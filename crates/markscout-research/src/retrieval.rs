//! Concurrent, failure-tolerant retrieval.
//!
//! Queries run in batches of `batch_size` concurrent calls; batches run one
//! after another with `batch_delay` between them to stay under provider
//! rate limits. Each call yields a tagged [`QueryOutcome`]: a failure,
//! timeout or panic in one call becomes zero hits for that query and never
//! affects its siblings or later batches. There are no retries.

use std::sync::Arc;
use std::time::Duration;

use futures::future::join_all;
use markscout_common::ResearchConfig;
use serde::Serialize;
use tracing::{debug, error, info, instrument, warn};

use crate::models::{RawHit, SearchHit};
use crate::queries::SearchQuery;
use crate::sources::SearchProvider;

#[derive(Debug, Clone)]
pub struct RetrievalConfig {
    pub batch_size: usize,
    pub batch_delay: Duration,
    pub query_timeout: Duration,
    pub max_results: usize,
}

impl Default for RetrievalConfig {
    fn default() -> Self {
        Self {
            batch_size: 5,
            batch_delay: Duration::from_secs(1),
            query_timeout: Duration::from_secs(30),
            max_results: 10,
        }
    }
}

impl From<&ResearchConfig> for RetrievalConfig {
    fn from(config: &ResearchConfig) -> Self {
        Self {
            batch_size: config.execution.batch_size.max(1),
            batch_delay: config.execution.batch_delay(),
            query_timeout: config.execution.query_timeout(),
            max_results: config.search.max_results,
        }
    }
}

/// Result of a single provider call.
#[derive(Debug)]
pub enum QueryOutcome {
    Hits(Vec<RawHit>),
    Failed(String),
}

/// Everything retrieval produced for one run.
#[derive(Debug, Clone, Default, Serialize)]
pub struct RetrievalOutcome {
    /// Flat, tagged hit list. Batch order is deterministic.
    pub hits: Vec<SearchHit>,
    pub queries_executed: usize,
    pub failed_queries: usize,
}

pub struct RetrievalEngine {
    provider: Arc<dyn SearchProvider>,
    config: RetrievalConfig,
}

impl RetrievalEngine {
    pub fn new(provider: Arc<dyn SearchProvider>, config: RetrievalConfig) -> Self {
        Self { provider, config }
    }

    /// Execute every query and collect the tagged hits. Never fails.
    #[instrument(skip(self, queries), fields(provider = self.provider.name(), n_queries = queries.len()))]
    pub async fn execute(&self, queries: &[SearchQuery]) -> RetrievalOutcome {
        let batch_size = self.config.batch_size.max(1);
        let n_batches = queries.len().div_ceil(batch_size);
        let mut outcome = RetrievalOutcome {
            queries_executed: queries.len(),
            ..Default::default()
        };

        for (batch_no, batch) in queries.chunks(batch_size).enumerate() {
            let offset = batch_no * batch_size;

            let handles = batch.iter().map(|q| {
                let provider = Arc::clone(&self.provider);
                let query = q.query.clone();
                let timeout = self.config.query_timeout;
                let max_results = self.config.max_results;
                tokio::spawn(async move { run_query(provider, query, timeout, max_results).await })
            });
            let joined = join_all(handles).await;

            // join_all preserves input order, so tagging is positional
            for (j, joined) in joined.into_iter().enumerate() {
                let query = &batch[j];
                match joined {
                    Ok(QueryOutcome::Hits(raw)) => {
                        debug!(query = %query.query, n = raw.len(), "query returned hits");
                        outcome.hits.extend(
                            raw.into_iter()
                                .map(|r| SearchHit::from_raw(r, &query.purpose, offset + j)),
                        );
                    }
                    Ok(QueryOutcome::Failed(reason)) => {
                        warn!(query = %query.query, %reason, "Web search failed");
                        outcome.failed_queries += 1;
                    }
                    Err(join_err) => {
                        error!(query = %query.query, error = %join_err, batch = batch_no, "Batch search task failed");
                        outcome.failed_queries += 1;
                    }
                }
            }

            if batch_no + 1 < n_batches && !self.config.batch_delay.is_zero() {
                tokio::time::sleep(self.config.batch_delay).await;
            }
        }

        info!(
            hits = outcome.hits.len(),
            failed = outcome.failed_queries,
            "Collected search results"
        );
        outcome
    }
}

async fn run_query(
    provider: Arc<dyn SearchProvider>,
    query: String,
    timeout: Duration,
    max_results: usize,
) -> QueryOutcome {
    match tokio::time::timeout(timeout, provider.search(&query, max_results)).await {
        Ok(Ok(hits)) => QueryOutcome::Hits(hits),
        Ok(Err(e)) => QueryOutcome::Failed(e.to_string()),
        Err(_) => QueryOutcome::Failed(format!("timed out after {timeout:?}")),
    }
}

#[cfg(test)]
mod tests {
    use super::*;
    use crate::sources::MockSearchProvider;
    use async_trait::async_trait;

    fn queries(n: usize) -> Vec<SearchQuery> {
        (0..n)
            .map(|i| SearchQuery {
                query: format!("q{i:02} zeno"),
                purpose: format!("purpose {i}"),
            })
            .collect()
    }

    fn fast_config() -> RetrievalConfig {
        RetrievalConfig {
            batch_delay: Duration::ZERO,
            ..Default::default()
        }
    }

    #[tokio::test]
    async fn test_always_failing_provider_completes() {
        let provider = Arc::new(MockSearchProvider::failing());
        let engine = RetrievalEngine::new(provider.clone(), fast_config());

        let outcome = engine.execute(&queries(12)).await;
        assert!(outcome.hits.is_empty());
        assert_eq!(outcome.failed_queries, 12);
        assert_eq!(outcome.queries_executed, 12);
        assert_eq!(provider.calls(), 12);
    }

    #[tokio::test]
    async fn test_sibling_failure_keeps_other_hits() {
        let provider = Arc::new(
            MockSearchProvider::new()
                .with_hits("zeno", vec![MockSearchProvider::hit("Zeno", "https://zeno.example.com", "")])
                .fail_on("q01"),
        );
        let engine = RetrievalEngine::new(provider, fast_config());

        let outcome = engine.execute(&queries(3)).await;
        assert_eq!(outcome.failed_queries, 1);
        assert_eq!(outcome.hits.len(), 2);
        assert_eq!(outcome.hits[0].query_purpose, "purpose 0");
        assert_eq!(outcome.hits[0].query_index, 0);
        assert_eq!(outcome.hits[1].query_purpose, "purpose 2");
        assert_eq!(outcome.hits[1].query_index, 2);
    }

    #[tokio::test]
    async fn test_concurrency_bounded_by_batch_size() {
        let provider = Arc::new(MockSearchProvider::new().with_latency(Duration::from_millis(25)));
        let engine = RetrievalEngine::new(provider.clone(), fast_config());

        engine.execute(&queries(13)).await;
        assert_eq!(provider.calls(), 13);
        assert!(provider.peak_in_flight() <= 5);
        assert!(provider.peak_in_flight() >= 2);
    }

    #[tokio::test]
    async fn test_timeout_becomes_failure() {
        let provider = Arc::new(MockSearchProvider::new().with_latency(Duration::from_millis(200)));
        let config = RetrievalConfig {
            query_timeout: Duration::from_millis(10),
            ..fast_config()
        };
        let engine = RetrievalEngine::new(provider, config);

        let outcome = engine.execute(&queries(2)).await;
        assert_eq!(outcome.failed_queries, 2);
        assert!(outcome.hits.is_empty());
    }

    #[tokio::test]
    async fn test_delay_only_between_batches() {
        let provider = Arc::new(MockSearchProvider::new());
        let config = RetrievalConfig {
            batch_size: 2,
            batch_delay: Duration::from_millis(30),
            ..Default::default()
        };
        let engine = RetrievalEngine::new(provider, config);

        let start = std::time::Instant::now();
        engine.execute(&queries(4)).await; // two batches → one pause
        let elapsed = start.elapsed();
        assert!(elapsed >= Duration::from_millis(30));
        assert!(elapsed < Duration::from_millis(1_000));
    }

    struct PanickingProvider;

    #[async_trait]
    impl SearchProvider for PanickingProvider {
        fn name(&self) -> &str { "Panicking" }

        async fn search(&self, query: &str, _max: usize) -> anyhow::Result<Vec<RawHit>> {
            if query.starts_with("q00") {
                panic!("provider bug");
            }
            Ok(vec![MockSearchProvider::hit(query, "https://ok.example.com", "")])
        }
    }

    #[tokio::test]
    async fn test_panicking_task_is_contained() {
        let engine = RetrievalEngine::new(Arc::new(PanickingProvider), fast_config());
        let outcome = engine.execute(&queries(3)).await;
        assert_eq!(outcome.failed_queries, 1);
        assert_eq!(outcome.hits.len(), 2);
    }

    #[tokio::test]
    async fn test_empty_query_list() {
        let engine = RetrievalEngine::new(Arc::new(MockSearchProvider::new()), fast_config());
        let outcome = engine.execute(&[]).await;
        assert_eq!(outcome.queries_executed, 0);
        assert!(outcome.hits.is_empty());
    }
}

* * * * *

[Work item]:
In the entries above, count each line holding the word "handles" and give that count alone.

[Output for this task]:
2